I am coding a OpenGL based 3d Engine for the mac in my spare time. I have run into some problem with translations and Rotations.
I have for example some variables for the positions of a object let’s say objposx objposy and objposz. To always move in the ahead direction i use following forumla:
after that i tranlate:
glTranslatef(objposx, objposy, objposz)
and offcours rotate:
glRotate(direction, 0.0f, 1.0f, 0.0f);
i also set the gluLookAt to the coordinates to have a 3rd person view. which also works fine.
now on my pc the object always stays in the middle of the screen (or center of rotation).
on the mac the object alway translates by the factor of velocity from the center.
What could be the reson for that ? are the Translation and rotation matrixes differen on the mac than on the pc ?
glTranslatef & glRotatef work identically on the two platforms.
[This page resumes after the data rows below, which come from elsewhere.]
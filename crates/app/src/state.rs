//! Application state shared between the terminal loop and settle timers.
//!
//! `AppState` owns the session behind an async mutex. Every state change
//! bumps a revision counter on a `watch` channel so front-ends can redraw,
//! including when a settle timer fires while the user is idle.

use std::sync::Arc;

use tokio::sync::{Mutex, watch};
use tokio::task::JoinHandle;
use tracing::{debug, info, instrument};
use u_cook_core::{DishCatalog, Screen, SwipeDirection};

use crate::command::Command;
use crate::config::AppConfig;
use crate::error::{Result, add_breadcrumb, set_sentry_session};
use crate::screens;
use crate::session::{Session, SessionError, Snapshot, SwipeResolution};
use crate::swipe::{Settle, SettleTicket};

/// What the front-end should do after a command.
#[derive(Debug, Clone, PartialEq, Eq)]
pub enum Reply {
    /// State may have changed; draw the active screen.
    Redraw,
    /// Show text without redrawing.
    Message(String),
    /// End the session.
    Quit,
}

/// Result of dispatching one command.
#[derive(Debug)]
pub struct Dispatch {
    pub reply: Reply,
    /// Settle timer started by an accepted swipe.
    pub settle: Option<JoinHandle<()>>,
}

impl Dispatch {
    const fn reply(reply: Reply) -> Self {
        Self {
            reply,
            settle: None,
        }
    }

    /// Wait for the settle timer, if one was started.
    pub async fn settled(self) -> Reply {
        if let Some(handle) = self.settle
            && let Err(e) = handle.await
        {
            tracing::warn!(error = %e, "Settle task failed");
        }
        self.reply
    }
}

/// Shared application state.
///
/// Cheaply cloneable via `Arc`.
#[derive(Clone)]
pub struct AppState {
    inner: Arc<AppStateInner>,
}

struct AppStateInner {
    config: AppConfig,
    session: Mutex<Session>,
    revision: watch::Sender<u64>,
}

impl AppState {
    /// Create the state with a fresh session over `catalog`.
    ///
    /// # Errors
    ///
    /// Returns an error if the catalog is empty.
    pub fn new(config: AppConfig, catalog: Arc<dyn DishCatalog>) -> Result<Self> {
        let session = Session::new(catalog)?;
        set_sentry_session(&session.id());
        let (revision, _) = watch::channel(0);

        Ok(Self {
            inner: Arc::new(AppStateInner {
                config,
                session: Mutex::new(session),
                revision,
            }),
        })
    }

    /// Subscribe to state revisions.
    #[must_use]
    pub fn subscribe(&self) -> watch::Receiver<u64> {
        self.inner.revision.subscribe()
    }

    /// Current revision number.
    #[must_use]
    pub fn revision(&self) -> u64 {
        *self.inner.revision.borrow()
    }

    pub async fn snapshot(&self) -> Snapshot {
        self.inner.session.lock().await.snapshot()
    }

    pub async fn screen(&self) -> Screen {
        self.inner.session.lock().await.screen()
    }

    /// Render the active screen as text.
    ///
    /// # Errors
    ///
    /// Returns an error if a template fails to render.
    pub async fn render(&self) -> Result<String> {
        let session = self.inner.session.lock().await;
        screens::render(&session)
    }

    /// Run `f` against the session and publish a new revision.
    pub async fn with_session<T>(&self, f: impl FnOnce(&mut Session) -> T) -> T {
        let result = {
            let mut session = self.inner.session.lock().await;
            f(&mut session)
        };
        self.bump();
        result
    }

    /// Resolve a swipe gesture and start its settle timer.
    ///
    /// A right swipe is in the cart when this returns. The card advances once
    /// the configured settle delay has elapsed.
    ///
    /// # Errors
    ///
    /// Returns an error outside the main screen.
    #[instrument(skip(self))]
    pub async fn swipe(&self, direction: SwipeDirection) -> Result<Option<JoinHandle<()>>> {
        let resolution = self.inner.session.lock().await.resolve_swipe(direction)?;

        match resolution {
            SwipeResolution::Accepted { ticket, added } => {
                if let Some(id) = added {
                    info!(dish_id = %id, "Dish liked");
                    add_breadcrumb("cart", "Dish liked", Some(&[("dish_id", id.as_str())]));
                }
                self.bump();
                Ok(Some(self.spawn_settle(ticket)))
            }
            SwipeResolution::Ignored => Ok(None),
        }
    }

    fn spawn_settle(&self, ticket: SettleTicket) -> JoinHandle<()> {
        let state = self.clone();
        let delay = self.inner.config.settle_delay;

        tokio::spawn(async move {
            tokio::time::sleep(delay).await;
            let settle = state.inner.session.lock().await.settle_swipe(ticket);
            if let Settle::Advanced(index) = settle {
                debug!(index, "Swipe settled");
                state.bump();
            }
        })
    }

    /// Dispatch a terminal command.
    ///
    /// # Errors
    ///
    /// Returns an error if the command is not available on the active screen
    /// or fails validation. The session is unchanged in that case, except
    /// that a rejected onboarding step keeps its field messages.
    #[instrument(skip(self, command), fields(command = %command))]
    pub async fn handle(&self, command: Command) -> Result<Dispatch> {
        match command {
            Command::Help => {
                let screen = self.screen().await;
                Ok(Dispatch::reply(Reply::Message(
                    Command::help(screen).to_string(),
                )))
            }
            Command::Snapshot => {
                let json = serde_json::to_string_pretty(&self.snapshot().await)?;
                Ok(Dispatch::reply(Reply::Message(json)))
            }
            Command::Quit => Ok(Dispatch::reply(Reply::Quit)),
            Command::Swipe(direction) => match self.swipe(direction).await? {
                Some(settle) => Ok(Dispatch {
                    reply: Reply::Redraw,
                    settle: Some(settle),
                }),
                None => Ok(Dispatch::reply(Reply::Message(
                    "Still settling, gesture ignored".to_string(),
                ))),
            },
            command => {
                let (from, to, result) = self
                    .with_session(|session| {
                        let from = session.screen();
                        let result = apply(session, command);
                        (from, session.screen(), result)
                    })
                    .await;
                if from != to {
                    let (from, to) = (from.to_string(), to.to_string());
                    info!(%from, %to, "Screen changed");
                    add_breadcrumb(
                        "navigation",
                        "Screen changed",
                        Some(&[("from", from.as_str()), ("to", to.as_str())]),
                    );
                }
                result?;
                Ok(Dispatch::reply(Reply::Redraw))
            }
        }
    }

    fn bump(&self) {
        self.inner.revision.send_modify(|revision| *revision += 1);
    }
}

/// Apply a session-mutating command.
fn apply(session: &mut Session, command: Command) -> std::result::Result<(), SessionError> {
    match command {
        Command::Name(name) => session.onboarding_mut()?.set_name(&name),
        Command::Phone(phone) => session.onboarding_mut()?.set_phone(&phone),
        Command::Cuisine(cuisine) => {
            session.onboarding_mut()?.toggle_cuisine(cuisine);
        }
        Command::Frequency(value) => session.onboarding_mut()?.set_frequency(value),
        Command::BudgetMin(value) => session.onboarding_mut()?.set_budget_min(value),
        Command::BudgetMax(value) => session.onboarding_mut()?.set_budget_max(value),
        Command::Next => {
            session.advance_onboarding()?;
        }
        Command::Open(screen) => {
            session.expect_screen(Screen::Main)?;
            session.navigate(screen);
        }
        Command::Filter(id) => {
            session.toggle_filter(&id)?;
        }
        Command::Chef(None) => session.show_current_chef()?,
        Command::Chef(Some(number)) => session.show_menu_chef(number)?,
        Command::Add(number) => {
            session.add_chef_dish(number)?;
        }
        Command::Remove(number) => {
            session.remove_cart_line(number)?;
        }
        Command::Back => match session.screen() {
            Screen::Menu | Screen::Chef | Screen::Cart => session.navigate(Screen::Main),
            actual => {
                return Err(SessionError::WrongScreen {
                    expected: Screen::Menu,
                    actual,
                });
            }
        },
        Command::Help | Command::Snapshot | Command::Quit | Command::Swipe(_) => {}
    }
    Ok(())
}
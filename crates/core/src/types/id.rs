//! Newtype IDs for type-safe entity references.
//!
//! Use the `define_id!` macro to create type-safe ID wrappers that prevent
//! accidentally mixing IDs from different entity types.

/// Macro to define a type-safe ID wrapper.
///
/// Catalog ids are opaque strings (`"1"`, `"pasta-carbonara"`), so the
/// wrapper holds a `String` and provides:
/// - `Serialize`/`Deserialize` with `#[serde(transparent)]`
/// - `Debug`, `Clone`, `PartialEq`, `Eq`, `Hash`, `PartialOrd`, `Ord`
/// - Conversion methods: `new()`, `as_str()`, `into_inner()`
/// - `From<&str>`, `From<String>` and `Display` implementations
///
/// # Example
///
/// ```rust
/// # use u_cook_core::define_id;
/// define_id!(OrderId);
/// define_id!(CourierId);
///
/// let order_id = OrderId::new("1");
/// let courier_id = CourierId::new("1");
///
/// // These are different types, so this won't compile:
/// // let _: OrderId = courier_id;
/// ```
#[macro_export]
macro_rules! define_id {
    ($name:ident) => {
        #[derive(
            Debug,
            Clone,
            PartialEq,
            Eq,
            Hash,
            PartialOrd,
            Ord,
            ::serde::Serialize,
            ::serde::Deserialize
        )]
        #[serde(transparent)]
        pub struct $name(String);

        impl $name {
            /// Create a new ID from any string-like value.
            #[must_use]
            pub fn new(id: impl Into<String>) -> Self {
                Self(id.into())
            }

            /// Get the underlying string value.
            #[must_use]
            pub fn as_str(&self) -> &str {
                &self.0
            }

            /// Consume the ID and return the underlying string.
            #[must_use]
            pub fn into_inner(self) -> String {
                self.0
            }
        }

        impl ::core::fmt::Display for $name {
            fn fmt(&self, f: &mut ::core::fmt::Formatter<'_>) -> ::core::fmt::Result {
                f.write_str(&self.0)
            }
        }

        impl From<&str> for $name {
            fn from(id: &str) -> Self {
                Self(id.to_owned())
            }
        }

        impl From<String> for $name {
            fn from(id: String) -> Self {
                Self(id)
            }
        }

        impl AsRef<str> for $name {
            fn as_ref(&self) -> &str {
                &self.0
            }
        }
    };
}

// Define standard entity IDs
define_id!(DishId);
define_id!(ChefId);
define_id!(FilterId);
//! Dish catalogs: the built-in mock dishes and YAML catalog files.

use std::collections::HashSet;
use std::path::Path;

use tracing::{debug, info, instrument};
use u_cook_core::{Dish, DishCatalog, DishId};

const BUILTIN_CATALOG: &str = include_str!("../catalog/builtin.yaml");

/// Errors raised while loading or validating a catalog.
#[derive(Debug, thiserror::Error)]
pub enum CatalogError {
    #[error("failed to read catalog {path}: {source}")]
    Read {
        path: String,
        #[source]
        source: std::io::Error,
    },
    #[error("failed to parse catalog: {0}")]
    Parse(#[from] serde_yaml::Error),
    #[error("catalog has no dishes")]
    Empty,
    #[error("duplicate dish id in catalog: {0}")]
    DuplicateId(DishId),
}

/// A validated, non-empty dish catalog with unique dish ids.
#[derive(Debug, Clone)]
pub struct Catalog {
    dishes: Vec<Dish>,
}

impl Catalog {
    /// Build a catalog from dishes in presentation order.
    ///
    /// # Errors
    ///
    /// Returns [`CatalogError::Empty`] for an empty list and
    /// [`CatalogError::DuplicateId`] if two dishes share an id.
    pub fn new(dishes: Vec<Dish>) -> Result<Self, CatalogError> {
        if dishes.is_empty() {
            return Err(CatalogError::Empty);
        }

        let mut seen = HashSet::with_capacity(dishes.len());
        for dish in &dishes {
            if !seen.insert(&dish.id) {
                return Err(CatalogError::DuplicateId(dish.id.clone()));
            }
        }

        Ok(Self { dishes })
    }

    /// The catalog compiled into the binary.
    ///
    /// # Errors
    ///
    /// Only fails if the embedded catalog itself is malformed.
    pub fn builtin() -> Result<Self, CatalogError> {
        Self::from_yaml(BUILTIN_CATALOG)
    }

    /// Parse a catalog from YAML text: a sequence of dishes.
    ///
    /// # Errors
    ///
    /// Returns an error if the YAML does not describe dishes or the dishes
    /// fail validation.
    pub fn from_yaml(yaml: &str) -> Result<Self, CatalogError> {
        let dishes: Vec<Dish> = serde_yaml::from_str(yaml)?;
        debug!(dishes = dishes.len(), "Parsed catalog");
        Self::new(dishes)
    }

    /// Load a catalog from a YAML file.
    ///
    /// # Errors
    ///
    /// Returns an error if the file cannot be read or its content is invalid.
    #[instrument(skip_all, fields(path = %path.display()))]
    pub async fn load(path: &Path) -> Result<Self, CatalogError> {
        let content = tokio::fs::read_to_string(path)
            .await
            .map_err(|source| CatalogError::Read {
                path: path.display().to_string(),
                source,
            })?;
        let catalog = Self::from_yaml(&content)?;
        info!(dishes = catalog.dishes.len(), "Loaded catalog file");
        Ok(catalog)
    }

    /// Load the configured catalog file, or fall back to the built-in one.
    ///
    /// # Errors
    ///
    /// Returns an error if the configured file is unusable.
    pub async fn load_or_builtin(path: Option<&Path>) -> Result<Self, CatalogError> {
        match path {
            Some(path) => Self::load(path).await,
            None => Self::builtin(),
        }
    }
}

impl DishCatalog for Catalog {
    fn dishes(&self) -> &[Dish] {
        &self.dishes
    }
}
//! Catalog entries: dishes and the chefs who cook them.

use serde::{Deserialize, Serialize};
use url::Url;

use super::{ChefId, Cuisine, DishId, Price};

/// A chef, embedded in every dish they cook.
#[derive(Debug, Clone, PartialEq, Serialize, Deserialize)]
pub struct Chef {
    pub id: ChefId,
    pub name: String,
    pub avatar: Url,
    pub rating: f32,
    pub speciality: String,
}

/// A single orderable meal.
#[derive(Debug, Clone, PartialEq, Serialize, Deserialize)]
#[serde(rename_all = "camelCase")]
pub struct Dish {
    pub id: DishId,
    pub name: String,
    pub image: Url,
    pub cuisine: Cuisine,
    pub price: Price,
    pub rating: f32,
    /// Free-form preparation time, e.g. `"25 min"`.
    pub cook_time: String,
    pub chef: Chef,
    #[serde(default)]
    pub tags: Vec<String>,
    #[serde(default)]
    pub description: String,
    #[serde(default)]
    pub ingredients: Vec<String>,
}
I can’t think what might be going on except that floating-point math is likely to be more accurate on the Mac than on the PC.
Originally posted by OneSadCookie: floating-point math is likely to be more accurate on the Mac than on the PC.
Hu? Why would it be? To my knowledge they both use 32 and 64 bits IEEE floating point format, and I believe the x87 even have an advantage over the PPC with its 80bits internal floating point coding. [I think the PPC works on 64 but I’m not sure].
The PowerPC’s FPU is a very accurate implementation of the IEEE754 standards (and works with both 32- and 64-bit floating point numbers).
Intel’s FPU is a very inaccurate 80-bit unit. In practice, even 32-bit FP math on the PowerPC seems to be more accurate than 80-bit math on Intel. float and double data types on Intel do follow the IEEE754 standard, but when you do math on them they get converted to 80 bit.
I believe that Intel’s SSE unit is about as good as the PowerPC’s FPU. Some compilers (such as GCC) have options to do all FP math in the SSE unit, which is usually worth doing.